Would there be an issue going with route 1, i.e. having the same service subscribe to its own topic with a consumer group and then delete the corresponding messages as it reads them being successfully produced to Kafka?

Is there perhaps a third option I am missing?

Solution

You are right. To make this work, you need to use the transactional producer, to also record the progress you made writing into the Kafka topic.

Eg, after a crash, you need to use a consumer in "read_committed" mode, to read the tail of the topic to see what messages got successfully written by the last producer TX, and do the cleanup inside the DB base on this information.

Also, the producer should use the same transactions.id across restarts, to you get proper fencing. Thus, after a crash, before you use the consumer to read back from the topic, you would need to call producer.initTransaction() to ensure all pending transactions are completed (either aborted or fully committed), and that potential zombie producers are fenced off. Otherwise, what you read is not reliable information.

This pattern basically make the recovery process idempotent, and thus you get the guarantees you need.

I don't know how Debezium implement this, but the only way to get EOS is to read back from Kafka. Is the actual data topic does not contain enough information for proper recovery, you could also create an additional "tracking topic" -- you would write all necessary metadata into this topic, using the same producer that writes into the actual data topic, within the same TX.

Update (for question addendum):

The new workflow does make sense, however, for the "happy path" you don't need to read back from Kafka. As long as nothing crashes, you just write to Kafka, commit the TX, and delete the pending messages right afterwards.

Only after a crash, your process would first need to see, if there is any pending messages, and how to do the recovery. It needs to figure out if these messages did make it into Kafka or not. If not, it repeats the write into Kafka, if yes, it skips writing and only deletes the pending messages from the database.

This does beg the question though: how does one determine the last known good offset to start consuming from after a crash to facilitate the recovery process (I assume this is what is meant by the tail of the topic, as opposed to the latest offset? I thought normally the head is the latest)?

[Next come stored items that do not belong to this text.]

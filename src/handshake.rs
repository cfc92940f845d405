//! The HTTP/1.1 Upgrade handshake: reads the request line by line up to the blank line
//! that ends the headers, validates it's actually asking for a WebSocket upgrade,
//! computes `Sec-WebSocket-Accept`, negotiates `permessage-deflate`, and writes back the
//! `101 Switching Protocols` response. Parsing itself (not the accept-key math, not the
//! negotiation) is the one piece of this crate that uses `httparse` instead of hand-rolled
//! string search, because a real `Request-Line` plus header block deserves a real parser.

use crate::error::Error;
use crate::extensions::{self, Extensions};
use crate::transport::WsStream;
use crate::utils::generate_websocket_accept_value;
use std::time::Duration;
use tokio::io::{AsyncReadExt, AsyncWriteExt};
use tokio::time::timeout;

const MAX_REQUEST_SIZE: usize = 16 * 1024;
const READ_TIMEOUT: Duration = Duration::from_secs(10);

pub struct HandshakeOutcome {
    pub transport: WsStream,
    pub negotiated_extensions: Option<Extensions>,
}

/// Reads and validates the upgrade request on `transport`, writes the `101` response, and
/// hands the same transport back so the caller can build a `Connection` from it.
pub async fn perform_handshake(
    mut transport: WsStream,
    permessage_deflate_enabled: bool,
) -> Result<HandshakeOutcome, Error> {
    let raw_request = read_request_headers(&mut transport).await?;

    let mut header_storage = [httparse::EMPTY_HEADER; 32];
    let mut request = httparse::Request::new(&mut header_storage);
    let parse_result = request
        .parse(&raw_request)
        .map_err(|source| Error::HttpParseError { source })?;
    if parse_result.is_partial() {
        return Err(Error::IncompleteHTTPRequest);
    }

    if request.method != Some("GET") || request.version != Some(1) {
        return Err(Error::InvalidHTTPHandshake);
    }

    let mut sec_websocket_key: Option<&str> = None;
    let mut has_upgrade_header = false;
    let mut has_connection_header = false;
    let mut extensions_offer: Option<Extensions> = None;

    for header in request.headers.iter() {
        let name = header.name;
        let value = std::str::from_utf8(header.value).unwrap_or("");
        if name.eq_ignore_ascii_case("Upgrade") && value.to_ascii_lowercase().contains("websocket")
        {
            has_upgrade_header = true;
        } else if name.eq_ignore_ascii_case("Connection")
            && value.to_ascii_lowercase().contains("upgrade")
        {
            has_connection_header = true;
        } else if name.eq_ignore_ascii_case("Sec-WebSocket-Key") {
            sec_websocket_key = Some(value.trim());
        } else if name.eq_ignore_ascii_case("Sec-WebSocket-Extensions") {
            extensions_offer = extensions::parse_extensions(value);
        }
    }

    if !has_upgrade_header {
        return Err(Error::NoUpgradeHeaderPresent);
    }
    if !has_connection_header {
        return Err(Error::NoConnectionHeaderPresent);
    }
    let key = sec_websocket_key.ok_or(Error::NoSecWebsocketKey)?;

    let accept_value = generate_websocket_accept_value(key.to_string());
    let negotiated_extensions = extensions::negotiate(extensions_offer.as_ref(), permessage_deflate_enabled);

    let mut response = format!(
        "HTTP/1.1 101 Switching Protocols\r\n\
         Connection: Upgrade\r\n\
         Upgrade: websocket\r\n\
         Sec-WebSocket-Accept: {accept_value}\r\n"
    );
    if let Some(ext) = negotiated_extensions.as_ref() {
        if let Some(header_line) = extensions::format_response_header(ext) {
            response.push_str(&header_line);
            response.push_str("\r\n");
        }
    }
    response.push_str("\r\n");

    transport.write_all(response.as_bytes()).await?;

    Ok(HandshakeOutcome {
        transport,
        negotiated_extensions,
    })
}

/// Reads raw bytes off `transport` until the blank line ending the HTTP headers shows up,
/// bailing out on a slow/oversized client rather than buffering forever.
async fn read_request_headers(transport: &mut WsStream) -> Result<Vec<u8>, Error> {
    let mut buf = Vec::with_capacity(1024);
    let mut chunk = [0u8; 1024];

    loop {
        if buf.len() > MAX_REQUEST_SIZE {
            return Err(Error::InvalidHTTPHandshake);
        }
        let read = timeout(READ_TIMEOUT, transport.read(&mut chunk))
            .await
            .map_err(|_| Error::IncompleteHTTPRequest)??;
        if read == 0 {
            return Err(Error::IncompleteHTTPRequest);
        }
        buf.extend_from_slice(&chunk[..read]);
        if buf.windows(4).any(|w| w == b"\r\n\r\n") {
            break;
        }
    }

    Ok(buf)
}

I can think of two ways:

Haha. Head and tail are often confused. Head is oldest message, and tail is the end of the topic. Producers append new messaged to the tail, and thus, consumers also read from the tail -- you only read from the head when re-consuming messages from the beginning. (Think of the unix command head and tail which work exactly like this, too.)

So yes, "latest" is not sufficient, that's why I did use the term "tail". I did not think about it in detail, but I thing you could add this information to a helper table in the DB? Each time, you mark output-rows as "pending" you get the topic end-offset and store it in this helper table (using the same DB tx; and maybe also delete it when deleting "pending" records after they got written?). You can also use the producer Callback to get the offset of the written messages and use this (to avoid end explicit endOffset() call to Kafka).

However, I would not run a consumer continuously, as it does sound very expensive and it should be unnecessary. As pointed out above, as long as nothing crashes, you don't need to do anything special, like reading back from Kafka -- if the Kafka TX commits, you get the signal and can delete. You just need to worry about the case after a crash, ie, the recovery phase during restart. Only for this case, you need to know the "start offset" and read back from Kafka, so the start-offset must be offset of the last known successful write (ie offset for which we know that the TX did commit) to Kafka.